Pressure Vessel Analysis

# Structural Analysis and Design of a Pneumatic Pressure Vessel In the design of a pneumatic pressure vessel, I performed a comprehensive structural analysis in accordance with **ASME Section VIII Division 1** guidelines to determine both allowable working pressures and bursting limits. The analysis involved calculating hoop, longitudinal (membrane), and bending stresses under internal pressurization to ensure structural integrity across all operating scenarios. To verify analytical results and capture localized stress concentrations, a detailed FEA was conducted using high-resolution meshing in critical areas such as weld seams, nozzles, and dome-cylinder junctions. The simulation was extended to include operational load cases as well as extreme pressure conditions, helping to predict failure modes and validate safety margins. **Hoop stress** is the stress acting tangentially around the circumference of a cylindrical pressure vessel, caused by internal pressure trying to expand the vessel outward. It is typically the largest principal stress and a critical factor in determining wall thickness. **Axial stress** acts along the length of the cylinder and is generally half the magnitude of hoop stress in thin-walled vessels.

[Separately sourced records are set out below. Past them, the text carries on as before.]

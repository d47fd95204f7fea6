use alloc::{string::String, vec::Vec};

use crate::{CharSource, Tokenizer, TokenizerError};

/// Iterator over the records of a source, one `Vec` of fields per line.
///
/// Created by [`Tokenizer::records`]. A final line break does not produce a
/// trailing empty record. After an error the iterator ends.
#[derive(Debug)]
pub struct Records<'t, S> {
    tokenizer: &'t mut Tokenizer,
    source: S,
    done: bool,
}

impl Tokenizer {
    /// Groups the fields of `source` into records.
    ///
    /// ```rust
    /// use csvbox::{StrSource, Tokenizer};
    ///
    /// let mut tokenizer = Tokenizer::default();
    /// let records: Vec<_> = tokenizer
    ///     .records(StrSource::new("a,b\r\nc\n"))
    ///     .collect::<Result<_, _>>()
    ///     .unwrap();
    /// assert_eq!(records, vec![vec!["a", "b"], vec!["c"]]);
    /// ```
    pub fn records<S: CharSource>(&mut self, source: S) -> Records<'_, S> {
        Records {
            tokenizer: self,
            source,
            done: false,
        }
    }
}

impl<S: CharSource> Iterator for Records<'_, S> {
    type Item = Result<Vec<String>, TokenizerError<S::Error>>;

    fn next(&mut self) -> Option<Self::Item> {
        if self.done {
            return None;
        }
        let mut record = Vec::new();
        loop {
            let field = match self.tokenizer.next_token(&mut self.source) {
                Ok(field) => field,
                Err(err) => {
                    self.done = true;
                    return Some(Err(err));
                }
            };
            if self.tokenizer.is_end_of_stream() {
                self.done = true;
                if record.is_empty() && field.is_empty() {
                    return None;
                }
                record.push(field);
                return Some(Ok(record));
            }
            record.push(field);
            if self.tokenizer.is_end_of_line() {
                return Some(Ok(record));
            }
        }
    }
}
use core::fmt;

/// A 1-based line/column cursor over the character stream.
///
/// The tokenizer advances the position after it has classified a character,
/// so a diagnostic recorded while handling a character points at that
/// character.
///
/// `retreat` only undoes the most recent `advance`. Undoing a `\n` restores
/// the column the previous line ended at, but only for that single step;
/// rewinding across more than one line break leaves the column at 1.
#[derive(Debug, Clone, Copy)]
#[cfg_attr(feature = "serde", derive(serde::Serialize, serde::Deserialize))]
pub struct Position {
    /// Current line, starting at 1.
    pub line: usize,
    /// Current column, starting at 1.
    pub column: usize,
    #[cfg_attr(feature = "serde", serde(skip))]
    column_before_newline: Option<usize>,
}

impl PartialEq for Position {
    fn eq(&self, other: &Self) -> bool {
        self.line == other.line && self.column == other.column
    }
}

impl Eq for Position {}

impl Default for Position {
    fn default() -> Self {
        Self::new()
    }
}

impl Position {
    /// Creates a position at line 1, column 1.
    #[must_use]
    pub const fn new() -> Self {
        Self {
            line: 1,
            column: 1,
            column_before_newline: None,
        }
    }

    /// Creates a position at the given coordinates.
    #[must_use]
    pub const fn at(line: usize, column: usize) -> Self {
        Self {
            line,
            column,
            column_before_newline: None,
        }
    }

    /// Moves past `c`.
    pub fn advance(&mut self, c: char) {
        if c == '\n' {
            self.column_before_newline = Some(self.column);
            self.line += 1;
            self.column = 1;
        } else {
            self.column += 1;
        }
    }

    /// Moves back over `c`, which must be the character last passed to
    /// [`advance`](Self::advance).
    pub fn retreat(&mut self, c: char) {
        if c == '\n' {
            self.line = self.line.saturating_sub(1).max(1);
            self.column = self.column_before_newline.take().unwrap_or(1);
        } else {
            self.column = self.column.saturating_sub(1).max(1);
        }
    }

    /// Returns to line 1, column 1.
    pub fn reset(&mut self) {
        *self = Self::new();
    }

    /// A copy of the coordinates without the single-step undo state.
    ///
    /// Equality only looks at the coordinates, so this matters only for what
    /// a later [`retreat`](Self::retreat) does.
    #[must_use]
    pub const fn snapshot(&self) -> Self {
        Self::at(self.line, self.column)
    }
}

impl fmt::Display for Position {
    fn fmt(&self, f: &mut fmt::Formatter<'_>) -> fmt::Result {
        write!(f, "Line:{}, Col:{}", self.line, self.column)
    }
}
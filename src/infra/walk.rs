//! Filepath: src/infra/walk.rs
//! Glob expansion against a directory.
//! - Include patterns plus `!`-prefixed exclude patterns
//! - `node_modules` is always pruned, dotfiles are skipped by default
//! - `*` never crosses a `/`; `**` recurses only as a whole segment
//! - Deterministic (sorted) output so "last match wins" rules are stable
//!
//! Backed by ripgrep's `ignore` crate for traversal and `globset` for
//! matching. Ignore files (.gitignore and friends) are not consulted: a theme
//! declares exactly which files it exports.

use camino::{Utf8Path, Utf8PathBuf};
use globset::{GlobBuilder, GlobSet, GlobSetBuilder};
use ignore::{DirEntry, WalkBuilder};
use tracing::trace;

use crate::{
    error::{ThemeError, ThemeResult},
    infra::path::SlashUtils,
};

/// Patterns excluded from every expansion
pub const GLOB_IGNORE: &[&str] = &["**/node_modules/**"];

/// Directory names pruned before descending
const PRUNED_DIRS: &[&str] = &["node_modules"];

/// Glob walker with include and exclude sets.
pub struct FileWalker
{
    /// Files must match one of these (relative to the walk root)
    include: GlobSet,

    /// Files matching any of these are dropped
    exclude: GlobSet,

    /// Include hidden (dot) files; default false, like most JS glob libraries
    include_hidden: bool,
}

impl FileWalker
{
    /// Build a walker from glob patterns (e.g. `"assets/**.{png,svg}"`,
    /// `"!**/*.test.ts"`). Patterns match on paths relative to the root.
    pub fn new(patterns: &[String]) -> ThemeResult<Self>
    {
        let mut include = GlobSetBuilder::new();
        let mut exclude = GlobSetBuilder::new();

        for pattern in patterns
        {
            match pattern.strip_prefix('!')
            {
                Some(negated) => exclude.add(Self::compile(negated, pattern)?),
                None => include.add(Self::compile(pattern, pattern)?),
            };
        }

        for pattern in GLOB_IGNORE
        {
            exclude.add(Self::compile(pattern, pattern)?);
        }

        Ok(Self {
            include: Self::finish(include, patterns)?,
            exclude: Self::finish(exclude, patterns)?,
            include_hidden: false,
        })
    }

    /// (Optional) Include or exclude hidden files (dotfiles).
    pub fn with_include_hidden(
        mut self,
        include_hidden: bool,
    ) -> Self
    {
        self.include_hidden = include_hidden;
        self
    }

    /// Rewrite `**` that is not a whole path segment into `*`.
    /// `assets/**.png` matches files directly under `assets/`, while
    /// `assets/**/*.png` recurses.
    pub fn normalize_recursive(pattern: &str) -> String
    {
        pattern
            .split('/')
            .map(|segment| {
                if segment == "**" || !segment.contains("**")
                {
                    return segment.to_string();
                }

                let mut out = String::with_capacity(segment.len());
                for c in segment.chars()
                {
                    if c == '*' && out.ends_with('*')
                    {
                        continue;
                    }
                    out.push(c);
                }
                out
            })
            .collect::<Vec<_>>()
            .join("/")
    }

    /// Internal: compile one pattern, reporting errors against `original`.
    fn compile(
        pattern: &str,
        original: &str,
    ) -> ThemeResult<globset::Glob>
    {
        let relative = pattern
            .strip_prefix("./")
            .unwrap_or(pattern);
        let normalized = Self::normalize_recursive(SlashUtils::strip_leading(relative));

        GlobBuilder::new(&normalized)
            .literal_separator(true)
            .build()
            .map_err(|source| ThemeError::InvalidGlob { glob: original.to_string(), source })
    }

    /// Internal: build a set, reporting errors against the whole list.
    fn finish(
        builder: GlobSetBuilder,
        patterns: &[String],
    ) -> ThemeResult<GlobSet>
    {
        builder
            .build()
            .map_err(|source| ThemeError::InvalidGlob { glob: patterns.join(", "), source })
    }

    /// Internal: construct a configured WalkBuilder for `root`.
    fn build_walk(
        &self,
        root: &Utf8Path,
    ) -> WalkBuilder
    {
        let mut b = WalkBuilder::new(root);

        // No ignore files; hidden policy is ours
        b.standard_filters(false);
        b.hidden(!self.include_hidden);
        b.follow_links(false);

        // Early directory pruning (fast short-circuit).
        b.filter_entry(|ent: &DirEntry| {
            let is_dir = ent
                .file_type()
                .is_some_and(|ft| ft.is_dir());

            !(is_dir
                && ent
                    .file_name()
                    .to_str()
                    .is_some_and(|name| PRUNED_DIRS.contains(&name)))
        });

        b
    }

    /// Expand the patterns under `root`. Returns absolute paths in
    /// **sorted** order; a missing root yields no files.
    pub fn expand<P: AsRef<Utf8Path>>(
        &self,
        root: P,
    ) -> Vec<Utf8PathBuf>
    {
        let root = root.as_ref();

        let mut out: Vec<Utf8PathBuf> = self
            .build_walk(root)
            .build()
            // Unreadable entries are skipped
            .filter_map(|res| res.ok())
            .filter(|entry| {
                entry
                    .file_type()
                    .is_some_and(|ft| ft.is_file())
            })
            .filter_map(|entry| {
                let path = entry.into_path();
                match Utf8PathBuf::from_path_buf(path)
                {
                    Ok(p) => Some(p),
                    Err(p) =>
                    {
                        trace!(path = %p.display(), "skipping non UTF-8 path");
                        None
                    }
                }
            })
            .filter(|abs| {
                let rel = abs
                    .strip_prefix(root)
                    .unwrap_or(abs);
                self.include
                    .is_match(rel)
                    && !self
                        .exclude
                        .is_match(rel)
            })
            .collect();

        out.sort();

        out
    }
}
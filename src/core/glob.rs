//! Glob compiler: expands globs against a directory into a module object,
//! classifying each file as a side-effect import or a named export.

use camino::Utf8Path;
use indexmap::IndexMap;
use tracing::debug;

use crate::{
    core::module::ModuleObject,
    error::ThemeResult,
    infra::{path::ExtUtils, walk::FileWalker},
};

/// Expand `globs` under `root`.
///
/// Matches are enumerated in sorted path order and processed in reverse.
/// Stylesheets are appended to `imports`; every other file is assigned to
/// `exports[stem]` with its absolute path. Stems are kept as written and
/// only folded when the object is resolved. Because assignment overwrites,
/// the first match in enumeration order owns a duplicated name, while the
/// key keeps the position of its first insertion.
pub fn glob_to_module_object(
    root: &Utf8Path,
    globs: &[String],
) -> ThemeResult<ModuleObject>
{
    let files = FileWalker::new(globs)?.expand(root);

    debug!(root = %root, ?globs, matched = files.len(), "expanded module glob");

    let mut imports = Vec::new();
    let mut exports = IndexMap::new();

    for file in files
        .iter()
        .rev()
    {
        if ExtUtils::is_style(file.as_str())
        {
            imports.push(file.to_string());
            continue;
        }

        let Some(stem) = ExtUtils::stem(file)
        else
        {
            continue;
        };

        exports.insert(stem.to_string(), Some(file.to_string()));
    }

    Ok(ModuleObject { imports, exports })
}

Both stresses must be considered to ensure the vessel's structural integrity under pressure. **ASME code compliance** was central to the design process, governing decisions on material selection, joint efficiency, wall thickness, and factor of safety. By integrating code-based calculations with simulation-driven insights, the design achieved both regulatory conformance and material efficiency, reducing unnecessary weight while ensuring robust performance. This approach provided a solid engineering foundation for a safe, efficient, and certifiable pneumatic pressure vessel.